Information supplied
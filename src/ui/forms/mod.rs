//! Form rendering module
//!
//! - `field_renderer`: field boxes with inline validation feedback
//! - `auth_form`: login, signup and password reset
//! - `contact_form`: contact us
//! - `wizard_form`: the three-step onboarding wizard

mod auth_form;
mod contact_form;
mod field_renderer;
mod wizard_form;

pub use auth_form::draw_auth;
pub use contact_form::draw_contact;
pub use wizard_form::draw_wizard;

use ratatui::layout::{Constraint, Rect};

/// Horizontally centered column for form content
fn form_column(area: Rect, width: u16) -> Rect {
    let width = width.min(area.width);
    Rect {
        x: area.x + (area.width - width) / 2,
        width,
        ..area
    }
}

/// Constraints for a stack of fields followed by a button and help line
fn stack(heights: impl IntoIterator<Item = u16>) -> Vec<Constraint> {
    heights
        .into_iter()
        .map(Constraint::Length)
        .chain([
            Constraint::Length(crate::ui::components::BUTTON_HEIGHT),
            Constraint::Length(1),
            Constraint::Min(0),
        ])
        .collect()
}
#[cfg(test)]
mod tests {
    use super::*;
    use crate::regions::RegionCatalog;
    use pretty_assertions::assert_eq;

    fn date(s: &str) -> NaiveDate {
        NaiveDate::parse_from_str(s, "%Y-%m-%d").unwrap()
    }

    fn regions() -> RegionData {
        RegionData::Loaded(
            RegionCatalog::from_json(r#"{"Punjab": ["Ludhiana", "Patiala"], "Haryana": ["Karnal"]}"#)
                .unwrap(),
        )
    }

    mod name {
        use super::*;
        use pretty_assertions::assert_eq;

        #[test]
        fn test_empty_name() {
            assert_eq!(validate_name(""), FieldCheck::fail("Name is required"));
        }

        #[test]
        fn test_name_rules() {
            assert!(validate_name("Jo").valid);
            assert!(validate_name("Asha Devi").valid);
            assert!(!validate_name("J").valid);
            assert!(!validate_name("R2D2").valid);
            assert!(!validate_name(&"a".repeat(51)).valid);
            assert_eq!(
                validate_name("O'Neil").message,
                "Name should contain only letters and spaces (2-50 characters)"
            );
        }

        #[test]
        fn test_signup_name_is_length_only() {
            assert!(validate_signup_name("O'Neil").valid);
            assert_eq!(
                validate_signup_name("A").message,
                "Name must be at least 2 characters long"
            );
        }
    }

    mod dob {
        use super::*;
        use pretty_assertions::assert_eq;

        #[test]
        fn test_age_adjusts_for_unreached_birthday() {
            let today = date("2024-06-15");
            assert_eq!(age_on(date("2006-06-15"), today), 18);
            assert_eq!(age_on(date("2006-06-16"), today), 17);
            assert_eq!(age_on(date("2006-07-01"), today), 17);
        }

        #[test]
        fn test_dob_rules_in_order() {
            let today = date("2024-06-15");
            assert_eq!(validate_dob("", today).message, "Date of birth is required");
            assert_eq!(
                validate_dob("15/06/2000", today).message,
                "Please enter a valid date of birth"
            );
            assert_eq!(
                validate_dob("2010-01-01", today).message,
                "You must be at least 18 years old"
            );
            assert_eq!(
                validate_dob("1900-01-01", today).message,
                "Please enter a valid date of birth"
            );
            assert!(validate_dob("1990-03-20", today).valid);
            assert!(validate_dob("1924-06-15", today).valid);
        }
    }

    mod mobile_and_pincode {
        use super::*;
        use pretty_assertions::assert_eq;

        #[test]
        fn test_mobile_first_digit_and_length() {
            for first in '0'..='9' {
                let number = format!("{first}123456789");
                assert_eq!(validate_mobile(&number).valid, ('6'..='9').contains(&first));
            }
            assert!(!validate_mobile("912345678").valid);
            assert!(!validate_mobile("91234567890").valid);
            assert!(!validate_mobile("91234a6789").valid);
            assert_eq!(validate_mobile("").message, "Phone number is required");
        }

        #[test]
        fn test_mobile_rejects_non_ascii_digits() {
            // Devanagari digits
            assert!(!validate_mobile("९१२३४५६७८९").valid);
        }

        #[test]
        fn test_pincode() {
            assert!(validate_pincode("141001").valid);
            assert!(!validate_pincode("041001").valid);
            assert!(!validate_pincode("14100").valid);
            assert!(!validate_pincode("1410011").valid);
            assert_eq!(validate_pincode("").message, "Pincode is required");
            assert_eq!(
                validate_pincode("04100").message,
                "Please enter a valid 6-digit pincode"
            );
        }
    }

    mod regions_rules {
        use super::*;
        use pretty_assertions::assert_eq;

        #[test]
        fn test_district_must_belong_to_state() {
            let data = regions();
            let ctx = ValidationContext {
                regions: &data,
                state: "Punjab".to_string(),
                today: date("2024-01-01"),
            };
            assert!(validate_district("Ludhiana", &ctx).valid);
            assert_eq!(
                validate_district("Karnal", &ctx).message,
                "Please select a valid district for the selected state"
            );
            assert_eq!(validate_district("", &ctx).message, "Please select a district");
        }

        #[test]
        fn test_state_membership() {
            let data = regions();
            let ctx = ValidationContext {
                regions: &data,
                state: String::new(),
                today: date("2024-01-01"),
            };
            assert!(validate_state("Haryana", &ctx).valid);
            assert_eq!(validate_state("Goa", &ctx).message, "Please select a valid state");
            assert_eq!(validate_state("", &ctx).message, "Please select a state");
        }

        #[test]
        fn test_unavailable_data_only_requires_presence() {
            let data = RegionData::Unavailable("offline".to_string());
            let ctx = ValidationContext {
                regions: &data,
                state: "Anywhere".to_string(),
                today: date("2024-01-01"),
            };
            assert!(validate_state("Anywhere", &ctx).valid);
            assert!(validate_district("Somewhere", &ctx).valid);
            assert!(!validate_district("", &ctx).valid);
        }
    }

    mod location_text {
        use super::*;
        use pretty_assertions::assert_eq;

        #[test]
        fn test_village_trimmed_length() {
            assert!(validate_village("Ab").valid);
            assert!(!validate_village(" a ").valid);
        }

        #[test]
        fn test_city_rules() {
            assert!(validate_city("St. John's-Wood").valid);
            assert!(validate_city("  New   Delhi ").valid);
            assert_eq!(validate_city("   ").message, "Town/City name is required");
            assert_eq!(
                validate_city("A").message,
                "Town/City name must be at least 2 characters long"
            );
            assert_eq!(
                validate_city(&"a".repeat(51)).message,
                "Town/City name cannot exceed 50 characters"
            );
            assert_eq!(
                validate_city("Delhi#1").message,
                "Please enter a valid town/city name (letters, spaces, and basic punctuation only)"
            );
        }

        #[test]
        fn test_coordinates_optional_but_checked() {
            assert!(validate_coordinates("").valid);
            assert!(validate_coordinates("30.9, 75.85").valid);
            assert!(!validate_coordinates("91, 75").valid);
            assert!(!validate_coordinates("30.9").valid);
            assert!(!validate_coordinates("north, east").valid);
        }
    }

    mod credentials {
        use super::*;
        use pretty_assertions::assert_eq;

        #[test]
        fn test_email() {
            assert!(validate_email("a@b.co").valid);
            assert_eq!(validate_email("").message, "Email is required");
            assert_eq!(
                validate_email("a@b").message,
                "Please enter a valid email address"
            );
            assert!(!validate_email("a b@c.d").valid);
        }

        #[test]
        fn test_password_accumulates_every_missing_rule() {
            let check = validate_signup_password("abc");
            assert!(!check.valid);
            assert_eq!(
                check.message,
                "Missing: at least 8 characters, 1 uppercase letter, 1 number, 1 special character"
            );
        }

        #[test]
        fn test_password_partial_missing() {
            let check = validate_signup_password("abcdefgh1");
            assert_eq!(check.message, "Missing: 1 uppercase letter, 1 special character");
        }

        #[test]
        fn test_password_meets_requirements() {
            let check = validate_signup_password("Abcdef1!");
            assert!(check.valid);
            assert_eq!(check.message, "Password meets requirements");
        }

        #[test]
        fn test_login_password_only_non_empty() {
            assert!(validate_login_password("x").valid);
            assert_eq!(validate_login_password("").message, "Password is required");
        }

        #[test]
        fn test_confirm_password() {
            assert_eq!(
                validate_confirm_password("Abcdef1!", "Abcdef1?").message,
                "Passwords do not match"
            );
            assert_eq!(
                validate_confirm_password("", "").message,
                "Please confirm your password"
            );
            assert_eq!(
                validate_confirm_password("Abcdef1!", "Abcdef1!"),
                FieldCheck::ok_with("Passwords match")
            );
        }
    }

    mod business {
        use super::*;

        #[test]
        fn test_gst_optional() {
            assert!(validate_gst("").valid);
            assert!(validate_gst("22AAAAA0000A1Z5").valid);
            assert!(!validate_gst("22AAAAA0000A1Y5").valid);
            assert!(!validate_gst("22aaaaa0000a1z5").valid);
        }

        #[test]
        fn test_positive_numbers() {
            assert!(validate_positive_number("2", "bad").valid);
            assert!(validate_positive_number("0.5", "bad").valid);
            assert!(!validate_positive_number("0", "bad").valid);
            assert!(!validate_positive_number("-3", "bad").valid);
            assert!(!validate_positive_number("", "bad").valid);
            assert!(!validate_positive_number("abc", "bad").valid);
        }

        #[test]
        fn test_choice_and_selection() {
            assert!(validate_choice("Hindi", &["Hindi", "English"], "pick").valid);
            assert!(!validate_choice("Klingon", &["Hindi"], "pick").valid);
            assert!(!validate_choice("", &["Hindi"], "pick").valid);
            assert!(!validate_selection(&[], "pick").valid);
            assert!(validate_selection(&["Rice".to_string()], "pick").valid);
        }
    }

    mod filters {
        use super::*;
        use pretty_assertions::assert_eq;

        #[test]
        fn test_city_filter() {
            assert_eq!(filter_city("new delhi 110"), "New Delhi ");
            assert_eq!(filter_city("st. john's"), "St. John'S");
        }

        #[test]
        fn test_digit_filter() {
            assert_eq!(filter_digits("14a10-01999", 6), "141001");
        }

        #[test]
        fn test_decimal_filter() {
            assert_eq!(filter_decimal("12.5.3t"), "12.53");
        }

        #[test]
        fn test_upper_filter() {
            assert_eq!(filter_upper("22aaaaa0000a1z5xx", 15), "22AAAAA0000A1Z5");
        }
    }
}
//! Contact form submission and admin moderation

use crate::error::StoreError;
use crate::profile::timestamp;
use crate::state::forms::ContactForm;
use crate::store::{Document, DocumentStore};
use chrono::{DateTime, Utc};
use serde::{Deserialize, Serialize};
use serde_json::{json, Value};

pub const CONTACT_MESSAGES: &str = "contact_messages";

pub const THANK_YOU: &str = "Thank you for your message! We will get back to you soon.";

/// Read state of a contact message
#[derive(Debug, Clone, Copy, PartialEq, Eq, Default, Serialize, Deserialize)]
#[serde(rename_all = "lowercase")]
pub enum MessageStatus {
    #[default]
    Unread,
    Read,
}

/// A contact message as listed in the admin panel
#[derive(Debug, Clone, PartialEq, Eq)]
pub struct ContactMessage {
    pub id: String,
    pub name: String,
    pub email: String,
    pub message: String,
    pub timestamp: String,
    pub status: MessageStatus,
}

impl ContactMessage {
    /// Build from a stored document; missing fields become empty
    pub fn from_document(id: String, doc: &Document) -> Self {
        let text = |key: &str| {
            doc.get(key)
                .and_then(Value::as_str)
                .unwrap_or_default()
                .to_string()
        };
        let status = match doc.get("status").and_then(Value::as_str) {
            Some("read") => MessageStatus::Read,
            _ => MessageStatus::Unread,
        };
        Self {
            id,
            name: text("name"),
            email: text("email"),
            message: text("message"),
            timestamp: text("timestamp"),
            status,
        }
    }

    pub fn is_unread(&self) -> bool {
        self.status == MessageStatus::Unread
    }

    /// Timestamp rendered for the list, raw when unparseable
    pub fn received_at(&self) -> String {
        DateTime::parse_from_rfc3339(&self.timestamp)
            .map(|t| t.with_timezone(&Utc).format("%Y-%m-%d %H:%M").to_string())
            .unwrap_or_else(|_| self.timestamp.clone())
    }
}

/// Store a validated contact form; returns the new message id
pub async fn submit_contact(
    store: &dyn DocumentStore,
    form: &ContactForm,
    now: DateTime<Utc>,
) -> Result<String, StoreError> {
    let mut doc = Document::new();
    doc.insert("name".to_string(), json!(form.name.as_text().trim()));
    doc.insert("email".to_string(), json!(form.email.as_text().trim()));
    doc.insert("message".to_string(), json!(form.message.as_text().trim()));
    doc.insert("timestamp".to_string(), json!(timestamp(now)));
    doc.insert("status".to_string(), json!(MessageStatus::Unread));
    let id = store.add(CONTACT_MESSAGES, doc).await?;
    tracing::info!("Contact message {id} received");
    Ok(id)
}

/// All messages, newest first
pub async fn list_messages(store: &dyn DocumentStore) -> Result<Vec<ContactMessage>, StoreError> {
    let docs = store
        .list_ordered(CONTACT_MESSAGES, "timestamp", true)
        .await?;
    Ok(docs
        .into_iter()
        .map(|(id, doc)| ContactMessage::from_document(id, &doc))
        .collect())
}

/// Mark a message as read. Returns `false` when the message no longer exists.
pub async fn mark_read(store: &dyn DocumentStore, id: &str) -> Result<bool, StoreError> {
    if store.get(CONTACT_MESSAGES, id).await?.is_none() {
        tracing::warn!("Message {id} is gone, not marking it read");
        return Ok(false);
    }
    let mut update = Document::new();
    update.insert("status".to_string(), json!(MessageStatus::Read));
    store.set(CONTACT_MESSAGES, id, update, true).await?;
    tracing::info!("Marked message {id} as read");
    Ok(true)
}

pub async fn delete_message(store: &dyn DocumentStore, id: &str) -> Result<(), StoreError> {
    store.delete(CONTACT_MESSAGES, id).await?;
    tracing::info!("Deleted message {id}");
    Ok(())
}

What you are asked to do
Among the lines of the preceding data, which ones hold the word "when"? List them.

Response to the task
    /// Timestamp rendered for the list, raw when unparseable
/// Mark a message as read. Returns `false` when the message no longer exists.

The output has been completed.